Nishinoya laughs, impish and bright. “Nope! Hey, do you wanna stop by the convenience store tomorrow? The weather’s getting hot and I’m in the mood for popsicles!”

So Ennoshita resigns himself to the inevitable. “Yeah, okay. You feel like watching a movie while we’re at it?”

“Hell yeah,” says Nishinoya, and that’s that.

 

Neither of them have classes the next day, so by the time the temperature starts to climb, they’re already back in their air conditioned apartment with a box of popsicles and _Monty Python and the Holy Grail_ ready to go on Ennoshita’s computer.

“I like the title,” Nishinoya says, coming back from the kitchen with a bowl of buttered popcorn in one hand and an orange ice pop in the other. “What is it, though?”

“A masterpiece,” Ennoshita answers, and hits play.

 

\-- 

“His _arm –_ ” 

“I know.” 

“His _other arm –_ ”

“There it goes, yeah.”

\--

 

The only thing they get done that day is a cult-hit movie marathon.

 

  

“You sure it’s okay for us to come over?” Kinoshita asks a few days later, tiptoeing into the living room.

“Stop that,” Ennoshita scolds, tapping Kinoshita’s shoulder lightly. “You look like a burglar. And it’s fine, Nishinoya said he’d be back late, anyway.” 

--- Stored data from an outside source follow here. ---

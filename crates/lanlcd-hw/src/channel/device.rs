//! Serial channel to the display controller.

use super::transport::Transport;
use crate::{Error, Result};
use serde::Serialize;
use std::time::Duration;
use tokio::io::{AsyncRead, AsyncReadExt, AsyncWriteExt};
use tokio::sync::Mutex;
use tokio_serial::{DataBits, Parity, SerialPortBuilderExt, StopBits};
use tracing::{debug, info};

/// Default pause between sending a command and reading the reply.
pub const DEFAULT_SETTLE: Duration = Duration::from_millis(500);

/// Default time allowed for a reply line to arrive.
pub const DEFAULT_READ_TIMEOUT: Duration = Duration::from_millis(1000);

/// Timing of a single send/receive exchange.
#[derive(Debug, Clone, Copy, PartialEq, Eq)]
pub struct ExchangeTiming {
    /// Pause after the write so the firmware can process and answer.
    pub settle: Duration,
    /// Upper bound on waiting for the reply line.
    pub read_timeout: Duration,
}

impl Default for ExchangeTiming {
    fn default() -> Self {
        Self {
            settle: DEFAULT_SETTLE,
            read_timeout: DEFAULT_READ_TIMEOUT,
        }
    }
}

/// Exclusive channel to the display controller.
///
/// Every exchange holds the transport lock from the input flush until the
/// reply has been read, so concurrent callers are served one at a time.
pub struct SerialChannel {
    transport: Mutex<Box<dyn Transport>>,
    timing: ExchangeTiming,
}

impl SerialChannel {
    /// Wraps an already open transport.
    pub fn new<T: Transport + 'static>(transport: T, timing: ExchangeTiming) -> Self {
        Self {
            transport: Mutex::new(Box::new(transport)),
            timing,
        }
    }

    /// Opens the serial port at `path` (8N1).
    pub fn open(path: &str, baud_rate: u32, timing: ExchangeTiming) -> Result<Self> {
        let port = tokio_serial::new(path, baud_rate)
            .data_bits(DataBits::Eight)
            .parity(Parity::None)
            .stop_bits(StopBits::One)
            .timeout(timing.read_timeout)
            .open_native_async()
            .map_err(|e| {
                if let tokio_serial::ErrorKind::Io(kind) = &e.kind {
                    if (*kind == std::io::ErrorKind::NotFound
                        || *kind == std::io::ErrorKind::PermissionDenied)
                        && !std::path::Path::new(path).exists()
                    {
                        return Error::DeviceNotFound(path.to_string());
                    }
                }
                Error::Serial(e)
            })?;

        info!("Serial port {} opened at {} baud", path, baud_rate);
        Ok(Self::new(port, timing))
    }

    /// Returns the exchange timing.
    pub fn timing(&self) -> ExchangeTiming {
        self.timing
    }

    /// Sends `message` as one line of compact JSON and reads at most one
    /// reply line.
    ///
    /// Returns `None` if the device stayed silent for the whole read timeout.
    pub async fn exchange<T: Serialize + ?Sized>(&self, message: &T) -> Result<Option<String>> {
        let mut line = serde_json::to_vec(message)?;
        line.push(b'\n');

        let mut transport = self.transport.lock().await;

        transport.discard_input()?;

        debug!("Sending: {}", String::from_utf8_lossy(&line).trim_end());
        transport.write_all(&line).await?;
        transport.flush().await?;

        tokio::time::sleep(self.timing.settle).await;

        let mut reply = Vec::new();
        match tokio::time::timeout(
            self.timing.read_timeout,
            read_line(&mut *transport, &mut reply),
        )
        .await
        {
            Ok(result) => result?,
            Err(_) => debug!("No complete reply within {:?}", self.timing.read_timeout),
        }
        drop(transport);

        let reply = String::from_utf8_lossy(&reply).trim().to_string();
        if reply.is_empty() {
            debug!("No reply from device");
            Ok(None)
        } else {
            debug!("Received: {}", reply);
            Ok(Some(reply))
        }
    }
}

/// Reads bytes into `buf` up to the first newline or end of stream.
///
/// Bytes after the newline are dropped; the next exchange discards pending
/// input anyway.
async fn read_line<R: AsyncRead + Unpin + ?Sized>(reader: &mut R, buf: &mut Vec<u8>) -> Result<()> {
    let mut chunk = [0u8; 64];
    loop {
        let n = reader.read(&mut chunk).await?;
        if n == 0 {
            return Ok(());
        }
        if let Some(pos) = chunk[..n].iter().position(|&b| b == b'\n') {
            buf.extend_from_slice(&chunk[..pos]);
            return Ok(());
        }
        buf.extend_from_slice(&chunk[..n]);
    }
}

#[cfg(test)]
mod tests {
    use super::*;
    use crate::channel::mock::{MockEvent, MockTransport};
    use crate::DisplayCommand;
    use std::sync::Arc;

    fn fast_timing() -> ExchangeTiming {
        ExchangeTiming {
            settle: Duration::from_millis(20),
            read_timeout: Duration::from_millis(100),
        }
    }

    #[tokio::test]
    async fn test_exchange_writes_compact_line() {
        let (transport, handle) = MockTransport::new();
        handle.respond_with(|_| Some("OK".to_string()));
        let channel = SerialChannel::new(transport, fast_timing());

        let command = DisplayCommand::from_query_pairs([
            ("txt", "Hello"),
            ("fg", "WHITE"),
            ("bg", "BLUE"),
            ("size", "3"),
        ])
        .unwrap()
        .normalized();

        let reply = channel.exchange(&command).await.unwrap();
        assert_eq!(reply.as_deref(), Some("OK"));
        assert_eq!(
            handle.written(),
            b"{\"txt\":\"Hello\",\"fg\":\"FFFF\",\"bg\":\"001F\",\"size\":\"3\"}\n"
        );
    }

    #[tokio::test]
    async fn test_exchange_trims_reply() {
        let (transport, handle) = MockTransport::new();
        handle.respond_with(|_| Some("  ready \r".to_string()));
        let channel = SerialChannel::new(transport, fast_timing());

        let reply = channel.exchange(&DisplayCommand::new()).await.unwrap();
        assert_eq!(reply.as_deref(), Some("ready"));
        assert_eq!(handle.written(), b"{}\n");
    }

    #[tokio::test]
    async fn test_exchange_silent_device() {
        let (transport, handle) = MockTransport::new();
        let channel = SerialChannel::new(transport, fast_timing());

        let reply = channel.exchange(&DisplayCommand::new()).await.unwrap();
        assert_eq!(reply, None);
        assert_eq!(handle.written(), b"{}\n");
    }

    #[tokio::test]
    async fn test_exchange_blank_reply_is_none() {
        let (transport, handle) = MockTransport::new();
        handle.respond_with(|_| Some("   ".to_string()));
        let channel = SerialChannel::new(transport, fast_timing());

        assert_eq!(channel.exchange(&DisplayCommand::new()).await.unwrap(), None);
    }

    #[tokio::test]
    async fn test_exchange_discards_stale_input() {
        let (transport, handle) = MockTransport::new();
        handle.push_input(b"stale line\n");
        handle.respond_with(|_| Some("fresh".to_string()));
        let channel = SerialChannel::new(transport, fast_timing());

        let reply = channel.exchange(&DisplayCommand::new()).await.unwrap();
        assert_eq!(reply.as_deref(), Some("fresh"));
    }

    #[tokio::test]
    async fn test_exchange_keeps_only_first_line() {
        let (transport, handle) = MockTransport::new();
        handle.respond_with(|_| Some("first\nsecond".to_string()));
        let channel = SerialChannel::new(transport, fast_timing());

        let reply = channel.exchange(&DisplayCommand::new()).await.unwrap();
        assert_eq!(reply.as_deref(), Some("first"));
    }

    #[tokio::test]
    async fn test_exchange_partial_line_before_timeout() {
        let (transport, handle) = MockTransport::new();
        handle.respond_raw(|_| Some(b"no newline".to_vec()));
        let channel = SerialChannel::new(transport, fast_timing());

        let reply = channel.exchange(&DisplayCommand::new()).await.unwrap();
        assert_eq!(reply.as_deref(), Some("no newline"));
    }

    #[tokio::test]
    async fn test_exchange_transport_fault() {
        let (transport, handle) = MockTransport::new();
        handle.fail_writes(std::io::ErrorKind::BrokenPipe, "device unplugged");
        let channel = SerialChannel::new(transport, fast_timing());

        let err = channel.exchange(&DisplayCommand::new()).await.unwrap_err();
        assert!(err.is_transport());
        assert!(err.to_string().contains("device unplugged"));
    }

    #[tokio::test(flavor = "multi_thread", worker_threads = 2)]
    async fn test_exchanges_never_interleave() {
        let (transport, handle) = MockTransport::new();
        handle.respond_with(|line| Some(format!("ack {}", line)));
        let channel = Arc::new(SerialChannel::new(transport, fast_timing()));

        let mut tasks = Vec::new();
        for name in ["first", "second", "third"] {
            let channel = channel.clone();
            tasks.push(tokio::spawn(async move {
                let command = DisplayCommand::from_query_pairs([("txt", name)]).unwrap();
                channel.exchange(&command).await
            }));
        }
        for (task, name) in tasks.into_iter().zip(["first", "second", "third"]) {
            let reply = task.await.unwrap().unwrap().unwrap();
            assert_eq!(reply, format!("ack {{\"txt\":\"{}\"}}", name));
        }

        // Each exchange must run discard -> write -> read before the next
        // one starts.
        let events = handle.events();
        assert_eq!(events.len(), 9, "{:?}", events);
        for exchange in events.chunks(3) {
            match exchange {
                [MockEvent::Discard, MockEvent::Write(sent), MockEvent::Read(received)] => {
                    assert_eq!(received, &format!("ack {}\n", sent));
                }
                other => panic!("interleaved exchange: {:?}", other),
            }
        }
    }
}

“Ah,” says Narita. He closes the door behind him and takes off his shoes. “What’s he like? You haven’t really said much about him.” Kinoshita looks back, curious. 

“Obnoxious,” Ennoshita says without missing a beat. “He’s too loud in the mornings, he comes back drunk at 2 a.m. every four days, it’s like he doesn’t know what personal space is, and lately, he’s been stealing the blankets. Honestly, I’ve never felt more like a single mother.” He nearly walks into the potted plant on his way to the light switch and reminds himself to water the thing sometime in the near future.

“Stealing the blankets?” Kinoshita echoes. He and Narita exchange a quick glance, like they’re running back everything he just said to each other.

“I’d like to know if there’s any context for this,” Narita ventures. He’s too polite to just straight up ask if his relationship with Nishinoya is the kind where they sleep together. 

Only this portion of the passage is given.